In our everyday life, we are exposed to a variety of news that are hard to believe. For the most time, we give them no thought, laugh it off and move on with our lives. But every now and then, a primitive itch forces us to linger on the issue, to think about the reason, and to find another explanation for it. If we spare too much time to dig into the details of it, we might find some conspiracy theories about them; and we might even actually catch ourselves nodding along as we read more and more.
But why do we believe in these conspiracy theories? While it is true that some people are more inclined to seek the truth in conspiracy theories, there are often more underlying reasons why people find them credible. Conspiracy theories can influence a certain group of people more than others; however, we must keep in mind that it is possible to dispel the tendency to believe in these uncertain explanations.

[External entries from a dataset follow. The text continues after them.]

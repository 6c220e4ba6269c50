//! Ordered collections of configuration pairs
//!
//! Used for settings that come in lists, such as one strategy per
//! instrument. Membership changes and promotions of member pairs are both
//! reported through one collection-level signal.

use super::change::{EventSource, SubscriptionId};
use super::entity::ConfigEntity;
use super::gate::{gate_fn, GateContext, GateVote};
use super::pair::ConfigPair;
use crate::error::{Result, StagingError};
use parking_lot::RwLock;
use std::collections::HashMap;
use std::fmt;
use std::sync::atomic::{AtomicBool, Ordering};
use std::sync::Arc;
use tracing::{debug, info};

/// What changed in a collection
#[derive(Debug, Clone, PartialEq, Eq)]
pub enum CollectionChange {
    Added(String),
    Removed(String),
    /// An existing member promoted a new effective configuration
    ItemChanged(String),
}

impl CollectionChange {
    pub fn name(&self) -> &str {
        match self {
            CollectionChange::Added(name)
            | CollectionChange::Removed(name)
            | CollectionChange::ItemChanged(name) => name,
        }
    }

    pub fn is_structural(&self) -> bool {
        !matches!(self, CollectionChange::ItemChanged(_))
    }
}

impl fmt::Display for CollectionChange {
    fn fmt(&self, f: &mut fmt::Formatter<'_>) -> fmt::Result {
        match self {
            CollectionChange::Added(name) => write!(f, "added {}", name),
            CollectionChange::Removed(name) => write!(f, "removed {}", name),
            CollectionChange::ItemChanged(name) => write!(f, "changed {}", name),
        }
    }
}

/// Insertion-ordered set of pairs of one entity kind
pub struct ConfigCollection<T: ConfigEntity> {
    name: String,
    realtime_update: AtomicBool,
    pairs: RwLock<Vec<Arc<ConfigPair<T>>>>,
    forwarding: RwLock<HashMap<String, SubscriptionId>>,
    changed: Arc<EventSource<CollectionChange>>,
}

impl<T: ConfigEntity> ConfigCollection<T> {
    pub fn new(name: impl Into<String>) -> Self {
        Self {
            name: name.into(),
            realtime_update: AtomicBool::new(true),
            pairs: RwLock::new(Vec::new()),
            forwarding: RwLock::new(HashMap::new()),
            changed: Arc::new(EventSource::new()),
        }
    }

    /// Build a collection with one pair per entity, named by its label
    pub fn from_entities(
        name: impl Into<String>,
        entities: Vec<T>,
        realtime_update: bool,
    ) -> Result<Self> {
        let collection = Self::new(name);
        collection.realtime_update.store(realtime_update, Ordering::SeqCst);
        for entity in entities {
            collection.add_entity(entity)?;
        }
        Ok(collection)
    }

    pub fn name(&self) -> &str {
        &self.name
    }

    pub fn realtime_update(&self) -> bool {
        self.realtime_update.load(Ordering::SeqCst)
    }

    /// Switch the update mode of every member and of pairs added later
    pub fn set_realtime_update(&self, enabled: bool) {
        self.realtime_update.store(enabled, Ordering::SeqCst);
        for pair in self.pairs.read().iter() {
            pair.set_realtime_update(enabled);
        }
    }

    /// Wrap `entity` in a new pair and add it
    pub fn add_entity(&self, entity: T) -> Result<Arc<ConfigPair<T>>> {
        let pair = Arc::new(
            ConfigPair::new(entity.label(), entity).with_realtime_update(self.realtime_update()),
        );
        self.add(pair.clone())?;
        Ok(pair)
    }

    /// Add a pair at the end
    ///
    /// Pair names must be unique within the collection. A member may never
    /// promote a configuration whose label differs from its pair name.
    pub fn add(&self, pair: Arc<ConfigPair<T>>) -> Result<()> {
        let name = pair.config_name().to_string();
        {
            let mut pairs = self.pairs.write();
            if pairs.iter().any(|p| p.config_name() == name) {
                return Err(StagingError::Duplicate(format!("{}/{}", self.name, name)));
            }

            let expected = name.clone();
            pair.register_gate(gate_fn(
                move |candidate: &T, _: &GateContext, errors: &mut Vec<String>| {
                    let label = candidate.label();
                    if label == expected {
                        return GateVote::Abstain;
                    }
                    errors.push(format!("{}: cannot rename to '{}'", expected, label));
                    GateVote::Deny
                },
            ));

            let events = self.changed.clone();
            let id = pair.on_configuration_changed(move |item| {
                events.emit(&CollectionChange::ItemChanged(item.to_string()));
            });
            self.forwarding.write().insert(name.clone(), id);
            pairs.push(pair);
        }

        debug!("{}: added {}", self.name, name);
        self.changed.emit(&CollectionChange::Added(name));
        Ok(())
    }

    /// Remove a pair by name
    ///
    /// The pair stops forwarding changes and its gate registrations are
    /// withdrawn.
    pub fn remove(&self, name: &str) -> Option<Arc<ConfigPair<T>>> {
        let removed = {
            let mut pairs = self.pairs.write();
            let index = pairs.iter().position(|p| p.config_name() == name)?;
            pairs.remove(index)
        };

        if let Some(id) = self.forwarding.write().remove(name) {
            removed.unsubscribe(id);
        }
        removed.clear_gates();

        info!("{}: removed {}", self.name, name);
        self.changed
            .emit(&CollectionChange::Removed(name.to_string()));
        Some(removed)
    }

    /// Snapshot of the member list in insertion order
    pub fn list(&self) -> Vec<Arc<ConfigPair<T>>> {
        self.pairs.read().clone()
    }

    pub fn len(&self) -> usize {
        self.pairs.read().len()
    }

    pub fn is_empty(&self) -> bool {
        self.pairs.read().is_empty()
    }

    pub fn get(&self, name: &str) -> Option<Arc<ConfigPair<T>>> {
        self.find(|pair| pair.config_name() == name)
    }

    /// First member matching `predicate`
    pub fn find<P>(&self, predicate: P) -> Option<Arc<ConfigPair<T>>>
    where
        P: Fn(&ConfigPair<T>) -> bool,
    {
        self.pairs.read().iter().find(|p| predicate(p)).cloned()
    }

    /// Effective configurations in insertion order
    pub fn effective_snapshots(&self) -> Vec<T> {
        self.pairs
            .read()
            .iter()
            .map(|pair| (*pair.effective()).clone())
            .collect()
    }

    /// Members whose draft differs from their effective configuration
    pub fn drifted(&self) -> Vec<Arc<ConfigPair<T>>> {
        self.pairs
            .read()
            .iter()
            .filter(|p| !p.is_effective_config_up_to_date())
            .cloned()
            .collect()
    }

    pub fn on_changed<F>(&self, callback: F) -> SubscriptionId
    where
        F: Fn(&CollectionChange) + Send + Sync + 'static,
    {
        self.changed.subscribe(callback)
    }

    pub fn unsubscribe(&self, id: SubscriptionId) -> bool {
        self.changed.unsubscribe(id)
    }
}

impl<T: ConfigEntity> fmt::Debug for ConfigCollection<T> {
    fn fmt(&self, f: &mut fmt::Formatter<'_>) -> fmt::Result {
        f.debug_struct("ConfigCollection")
            .field("name", &self.name)
            .field("kind", &T::KIND)
            .field("len", &self.len())
            .finish()
    }
}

Two main reasons can be put forth to explain the similarity between conspiracy theory believers. Firstly, these people are poorly educated or have a faulty upbringing. When a person is not trained to think hard to find answers, they take the most accessible idea as the main source of the problem. Secondly, researchers are inclined to believe that a combination of certain personality traits, namely “schizotypy”, is one of the main reasons why a person believes in conspiracy theories. Not only are these people educationally lacking but they are also wired the same way.
The reason why a person believes in conspiracy theories may differ. According to Kendra Cherry, there are three driving factors for these people: epistemic, existential, and social. They turn to false realities to make sense the world around them and to suppress their own anxieties and fears. They need validation for why nothing goes right in their lives and it is easier to point their finger at “the assigned vigilante” that their group full of other conspiracy believers also condemned guilty. Therefore, the need to be accepted in a group of people who have the same frame of mind as you can motivate you into considering the possibility of these schemes.
Even though it sounds challenging, these people can always choose not to believe in these conspiracy theories. But how? Researchers from the University of Illinois suggest that people with a good understanding of how news media work will not easily believe in conspiracy theories. A great responsibility falls on the journalists who should make sure that the article they publish is coherent and not cynical; so that, the reader will not feel the need to turn to conspiracy theories. In light of this information, it is safe to say that to educate ourselves about media is crucial.
All things considered, conspiracy theories are harmful; not just for the individual, but for the society. We must make sure that we are receiving a proper education that fuels our curiosity. News media outlets need to authenticate their pieces of news, and we need to teach ourselves not to believe in everything we read. In conclusion, it is an individual’s duty to refute a conspiracy theory, even when we are ready to instinctually take it as the ultimate reason.